The issue with the configuration is that squid is not transparently proxying HTTP requests according to their Host header, and is instead trying to connect to their original destination IP address (i.e. back to itself). As a result, when accessing an HTTP website (using http://scratchpads.org as an example) on the client, the following error is observed:
The following error was encountered while trying to retrieve the URL: http://scratchpads.org/
Connection to 10.0.1.4 failed
The system returned: (111) Connection refused
Where 10.0.1.4 is the internal IP of the VM.
The squid configuration is kept minimal for testing purposes:
http_access allow all
http_port 3129
http_port 3128 intercept
The iptables configuration on the VM to forward external traffic through squid is as follows:
sudo iptables -t nat -A PREROUTING -i eth0 -p tcp --dport 80 -j REDIRECT --to-port 3128
The squid access log when trying to access the website looks as follows:
1614856056.293 0 [request source IP] TCP_MISS/503 4310 GET http://scratchpads.org/ - ORIGINAL_DST/10.0.1.4 text/html
1614856056.619 0 [request source IP] TCP_MISS/503 4218 GET http://scratchpads.org/favicon.ico - ORIGINAL_DST/10.0.1.4 text/html
I've checked that DNS requests are resolved properly on the VM, and traffic originating from the machine does not get routed through squid (as desired), so there is no forwarding loop.

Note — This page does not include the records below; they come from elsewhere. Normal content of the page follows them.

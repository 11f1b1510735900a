//! Form validation for book records.
//!
//! Rules are pure functions of a field value and a [`ValidationContext`];
//! [`FieldValidator`] keeps the last computed error mapping so a form can
//! validate on submit, on blur, and clear entries as the user types.

use crate::models::{Book, BookDraft, Genre, DEFAULT_LANGUAGE};
use chrono::{Datelike, Utc};
use regex::Regex;
use serde::{Deserialize, Serialize};
use std::collections::BTreeMap;
use std::fmt;
use std::str::FromStr;
use std::sync::OnceLock;
use thiserror::Error;
use url::Url;

pub const TITLE_MAX_LEN: usize = 200;
pub const AUTHOR_MAX_LEN: usize = 100;
pub const DESCRIPTION_MAX_LEN: usize = 1000;
pub const NOTES_MAX_LEN: usize = 500;
pub const MIN_YEAR: i64 = 1000;
pub const MAX_YEAR: i64 = 9999;
pub const MAX_PAGES: f64 = 10000.0;

static ISBN_RE: OnceLock<Regex> = OnceLock::new();

fn isbn_regex() -> &'static Regex {
    ISBN_RE.get_or_init(|| {
        Regex::new(r"^(?:[0-9]{9}[0-9X]|[0-9]{13})$").expect("valid isbn regex")
    })
}

#[derive(Debug, Clone, Copy, PartialEq, Eq, Hash, PartialOrd, Ord, Serialize, Deserialize)]
#[serde(rename_all = "camelCase")]
pub enum BookField {
    Title,
    Author,
    Genre,
    PublicationYear,
    Isbn,
    Pages,
    Rating,
    Price,
    CoverImage,
    Description,
    Notes,
}

impl BookField {
    pub const ALL: [BookField; 11] = [
        BookField::Title,
        BookField::Author,
        BookField::Genre,
        BookField::PublicationYear,
        BookField::Isbn,
        BookField::Pages,
        BookField::Rating,
        BookField::Price,
        BookField::CoverImage,
        BookField::Description,
        BookField::Notes,
    ];

    pub fn as_str(&self) -> &'static str {
        match self {
            BookField::Title => "title",
            BookField::Author => "author",
            BookField::Genre => "genre",
            BookField::PublicationYear => "publicationYear",
            BookField::Isbn => "isbn",
            BookField::Pages => "pages",
            BookField::Rating => "rating",
            BookField::Price => "price",
            BookField::CoverImage => "coverImage",
            BookField::Description => "description",
            BookField::Notes => "notes",
        }
    }
}

impl fmt::Display for BookField {
    fn fmt(&self, f: &mut fmt::Formatter<'_>) -> fmt::Result {
        f.write_str(self.as_str())
    }
}

impl FromStr for BookField {
    type Err = String;

    fn from_str(value: &str) -> Result<Self, Self::Err> {
        BookField::ALL
            .iter()
            .copied()
            .find(|field| field.as_str() == value)
            .ok_or_else(|| format!("Field has no validation rule: {}", value))
    }
}

#[derive(Error, Debug, Clone, Copy, PartialEq, Eq)]
pub enum FieldError {
    #[error("Title is required")]
    TitleRequired,
    #[error("Title must be at most 200 characters")]
    TitleTooLong,
    #[error("Author is required")]
    AuthorRequired,
    #[error("Author must be at most 100 characters")]
    AuthorTooLong,
    #[error("Genre is required")]
    GenreRequired,
    #[error("Unknown genre")]
    GenreInvalid,
    #[error("Publication year must be a whole number between 1000 and 9999")]
    YearInvalid,
    #[error("Publication year cannot be in the future")]
    YearFuture,
    #[error("ISBN must have 10 or 13 digits")]
    IsbnInvalid,
    #[error("Page count must be a positive whole number")]
    PagesInvalid,
    #[error("Page count cannot exceed 10000")]
    PagesTooHigh,
    #[error("Rating must be between 1 and 5")]
    RatingInvalid,
    #[error("Price must be a non-negative number")]
    PriceInvalid,
    #[error("Cover image must be a valid URL")]
    UrlInvalid,
    #[error("Description must be at most 1000 characters")]
    DescriptionTooLong,
    #[error("Notes must be at most 500 characters")]
    NotesTooLong,
}

impl FieldError {
    /// Stable lookup key for translated messages.
    pub fn key(&self) -> &'static str {
        match self {
            FieldError::TitleRequired => "errors.title_required",
            FieldError::TitleTooLong => "errors.title_too_long",
            FieldError::AuthorRequired => "errors.author_required",
            FieldError::AuthorTooLong => "errors.author_too_long",
            FieldError::GenreRequired => "errors.genre_required",
            FieldError::GenreInvalid => "errors.genre_invalid",
            FieldError::YearInvalid => "errors.year_invalid",
            FieldError::YearFuture => "errors.year_future",
            FieldError::IsbnInvalid => "errors.isbn_invalid",
            FieldError::PagesInvalid => "errors.pages_invalid",
            FieldError::PagesTooHigh => "errors.pages_too_high",
            FieldError::RatingInvalid => "errors.rating_invalid",
            FieldError::PriceInvalid => "errors.price_invalid",
            FieldError::UrlInvalid => "errors.url_invalid",
            FieldError::DescriptionTooLong => "errors.description_too_long",
            FieldError::NotesTooLong => "errors.notes_too_long",
        }
    }
}

#[derive(Debug, Clone, Copy, PartialEq, Eq)]
pub struct ValidationContext {
    /// Years after this one are rejected as future-dated
    pub current_year: i32,
}

impl ValidationContext {
    pub fn for_year(current_year: i32) -> Self {
        ValidationContext { current_year }
    }
}

impl Default for ValidationContext {
    fn default() -> Self {
        ValidationContext {
            current_year: Utc::now().year(),
        }
    }
}

/// String-valued book fields as a form edits them.
#[derive(Debug, Clone, PartialEq, Serialize, Deserialize)]
#[serde(rename_all = "camelCase", default)]
pub struct BookForm {
    pub title: String,
    pub author: String,
    pub genre: String,
    pub publication_year: String,
    pub isbn: String,
    pub description: String,
    pub pages: String,
    pub language: String,
    pub status: String,
    pub rating: String,
    pub purchase_date: String,
    pub price: String,
    pub publisher: String,
    pub cover_image: String,
    pub notes: String,
    pub is_favorite: bool,
}

impl Default for BookForm {
    fn default() -> Self {
        BookForm {
            title: String::new(),
            author: String::new(),
            genre: String::new(),
            publication_year: String::new(),
            isbn: String::new(),
            description: String::new(),
            pages: String::new(),
            language: DEFAULT_LANGUAGE.to_string(),
            status: crate::models::BookStatus::default().as_str().to_string(),
            rating: String::new(),
            purchase_date: String::new(),
            price: String::new(),
            publisher: String::new(),
            cover_image: String::new(),
            notes: String::new(),
            is_favorite: false,
        }
    }
}

impl BookForm {
    /// Prefill a form for editing an existing record.
    pub fn from_book(book: &Book) -> Self {
        fn or_blank<T: ToString>(value: Option<T>) -> String {
            value.map(|inner| inner.to_string()).unwrap_or_default()
        }

        BookForm {
            title: book.title.clone(),
            author: book.author.clone(),
            genre: or_blank(book.genre.map(|genre| genre.as_str())),
            publication_year: book.publication_year.to_string(),
            isbn: book.isbn.clone(),
            description: book.description.clone(),
            pages: or_blank(book.pages),
            language: book.language.clone(),
            status: book.status.as_str().to_string(),
            rating: or_blank(book.rating),
            purchase_date: or_blank(book.purchase_date.map(|date| date.format("%Y-%m-%d"))),
            price: or_blank(book.price),
            publisher: book.publisher.clone(),
            cover_image: book.cover_image.clone(),
            notes: book.notes.clone(),
            is_favorite: book.is_favorite,
        }
    }

    pub fn value(&self, field: BookField) -> &str {
        match field {
            BookField::Title => &self.title,
            BookField::Author => &self.author,
            BookField::Genre => &self.genre,
            BookField::PublicationYear => &self.publication_year,
            BookField::Isbn => &self.isbn,
            BookField::Pages => &self.pages,
            BookField::Rating => &self.rating,
            BookField::Price => &self.price,
            BookField::CoverImage => &self.cover_image,
            BookField::Description => &self.description,
            BookField::Notes => &self.notes,
        }
    }

    /// Convert into a draft with the store's numeric coercions applied.
    pub fn to_draft(&self) -> serde_json::Result<BookDraft> {
        serde_json::from_value(serde_json::to_value(self)?)
    }
}

fn parse_number(value: &str) -> Option<f64> {
    value
        .trim()
        .parse::<f64>()
        .ok()
        .filter(|number| number.is_finite())
}

fn parse_integer(value: &str) -> Option<i64> {
    parse_number(value)
        .filter(|number| number.fract() == 0.0)
        .map(|number| number as i64)
}

fn too_long(value: &str, max: usize) -> bool {
    value.chars().count() > max
}

/// Check one field. `None` means the value passes.
pub fn check_field(field: BookField, value: &str, context: &ValidationContext) -> Option<FieldError> {
    let blank = value.trim().is_empty();
    match field {
        BookField::Title if blank => Some(FieldError::TitleRequired),
        BookField::Title if too_long(value, TITLE_MAX_LEN) => Some(FieldError::TitleTooLong),
        BookField::Author if blank => Some(FieldError::AuthorRequired),
        BookField::Author if too_long(value, AUTHOR_MAX_LEN) => Some(FieldError::AuthorTooLong),
        BookField::Genre if blank => Some(FieldError::GenreRequired),
        BookField::Genre => value.parse::<Genre>().err().map(|_| FieldError::GenreInvalid),
        BookField::PublicationYear if !blank => match parse_integer(value) {
            // a future year wins over the generic range message
            Some(year) if year > i64::from(context.current_year) => Some(FieldError::YearFuture),
            Some(year) if (MIN_YEAR..=MAX_YEAR).contains(&year) => None,
            _ => Some(FieldError::YearInvalid),
        },
        BookField::Isbn if blank => None,
        BookField::Isbn => {
            let cleaned: String = value.chars().filter(|ch| !matches!(ch, '-' | ' ')).collect();
            if cleaned.is_empty() || isbn_regex().is_match(&cleaned) {
                None
            } else {
                Some(FieldError::IsbnInvalid)
            }
        }
        BookField::Pages if !blank => match parse_number(value) {
            Some(pages) if pages.fract() != 0.0 || pages <= 0.0 => Some(FieldError::PagesInvalid),
            Some(pages) if pages > MAX_PAGES => Some(FieldError::PagesTooHigh),
            Some(_) => None,
            None => Some(FieldError::PagesInvalid),
        },
        BookField::Rating if !blank => match parse_integer(value) {
            Some(rating) if (1..=5).contains(&rating) => None,
            _ => Some(FieldError::RatingInvalid),
        },
        BookField::Price if !blank => match parse_number(value) {
            Some(price) if price >= 0.0 => None,
            _ => Some(FieldError::PriceInvalid),
        },
        BookField::CoverImage if !blank => Url::parse(value.trim())
            .err()
            .map(|_| FieldError::UrlInvalid),
        BookField::Description if too_long(value, DESCRIPTION_MAX_LEN) => {
            Some(FieldError::DescriptionTooLong)
        }
        BookField::Notes if too_long(value, NOTES_MAX_LEN) => Some(FieldError::NotesTooLong),
        _ => None,
    }
}

/// Every rule over a whole form. An empty map means the form is valid.
pub fn validate_book(form: &BookForm, context: &ValidationContext) -> BTreeMap<BookField, FieldError> {
    BookField::ALL
        .iter()
        .filter_map(|field| {
            check_field(*field, form.value(*field), context).map(|error| (*field, error))
        })
        .collect()
}

/// Holds the last computed error mapping for one form.
#[derive(Debug, Clone, Default)]
pub struct FieldValidator {
    errors: BTreeMap<BookField, FieldError>,
}

impl FieldValidator {
    pub fn new() -> Self {
        Self::default()
    }

    /// Replace the whole mapping with the result of every rule.
    pub fn validate_all(&mut self, form: &BookForm, context: &ValidationContext) -> bool {
        self.errors = validate_book(form, context);
        self.errors.is_empty()
    }

    /// Re-check one named field, replacing or clearing only its entry.
    /// Names without a rule always pass.
    pub fn validate_field(&mut self, name: &str, value: &str, context: &ValidationContext) -> bool {
        let Ok(field) = name.parse::<BookField>() else {
            return true;
        };
        match check_field(field, value, context) {
            Some(error) => {
                self.errors.insert(field, error);
                false
            }
            None => {
                self.errors.remove(&field);
                true
            }
        }
    }

    pub fn clear_field_error(&mut self, name: &str) {
        if let Ok(field) = name.parse::<BookField>() {
            self.errors.remove(&field);
        }
    }

    pub fn clear_all(&mut self) {
        self.errors.clear();
    }

    pub fn errors(&self) -> &BTreeMap<BookField, FieldError> {
        &self.errors
    }

    pub fn error(&self, field: BookField) -> Option<FieldError> {
        self.errors.get(&field).copied()
    }

    pub fn has_errors(&self) -> bool {
        !self.errors.is_empty()
    }

    /// Field name to display message.
    pub fn messages(&self) -> BTreeMap<&'static str, String> {
        self.errors
            .iter()
            .map(|(field, error)| (field.as_str(), error.to_string()))
            .collect()
    }
}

There are also no errors in the squid startup logs, cache logs, or access logs. I've also tried various squid ACLs, and iptables configurations (setting up DNAT and masquerading rules) to no effect.
Does anyone know how I can get the HTTP requests to be proxied to their original destination according to their Host header, and not back to the IP of the transparent proxy?